[Task directions] Please tally the lines in the records that include the word "ConvertConfig" and answer with the bare number.

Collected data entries
:::

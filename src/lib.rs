// Copyright (c) 2024-2025 Fulcrum Genomics LLC
// SPDX-License-Identifier: MIT

//! ferro-mave: MAVE-HGVS variant normalizer
//!
//! Part of the ferro bioinformatics toolkit. Converts assay variant tables
//! into canonical MAVE-HGVS identifiers relative to a target sequence and
//! checks the result against the dataset rules.
//!
//! # Example
//!
//! ```
//! use ferro_mave::{ConvertConfig, DatasetConverter, RawTable, SequenceModel};
//!
//! // Target sequence: Met Lys Phe Trp
//! let model = SequenceModel::coding("ATGAAATTTTGG").unwrap();
//!
//! let table = RawTable::from_rows(
//!     &["hgvs", "score"],
//!     &[
//!         vec!["c.4A>G", "0.5"],
//!         vec!["c.7T>G, c.8T>G", "-1.2"],
//!         vec!["c.6A>G (p.=)", "0.1"],
//!     ],
//! )
//! .unwrap();
//!
//! let converter = DatasetConverter::new(&model, ConvertConfig::default()).unwrap();
//! let result = converter.convert(&table).unwrap();
//! assert!(result.is_accepted());
//! assert_eq!(
//!     result.table.identifiers("hgvs_nt"),
//!     vec!["c.4A>G", "c.7_8delinsGG", "c.6A>G"]
//! );
//! assert_eq!(result.table.identifiers("hgvs_pro"), vec!["p.Lys2="]);
//! ```

pub mod check;
pub mod config;
pub mod convert;
pub mod error;
pub mod event;
pub mod io;
pub mod legacy;
pub mod mave;
pub mod normalize;
#[cfg(feature = "parallel")]
pub mod parallel;
pub mod sequence;

// Re-export commonly used types
pub use check::{ComplianceReport, ComplianceValidator};
pub use config::{ConvertConfig, ElementKind, MaveConfig, TableKind};
pub use convert::{
    ConversionOutcome, ConversionState, ConvertedRow, DatasetConverter, DatasetResult, MaveTable,
    RawTable, RowConverter,
};
pub use error::{ErrorCode, MaveError};
pub use event::{NucleotideEvent, ProteinEvent, SpecialVariant};
pub use legacy::{classify_protein_variant, codon_change_to_mave, convert_legacy, LegacyConverter};
pub use mave::{MaveHgvsGrammar, VariantGrammar};
pub use normalize::{OffsetResolver, SilentInference, VariantAssembler};
pub use sequence::SequenceModel;

/// Result type alias for ferro-mave operations
pub type Result<T> = std::result::Result<T, MaveError>;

:::

[Your solution] 3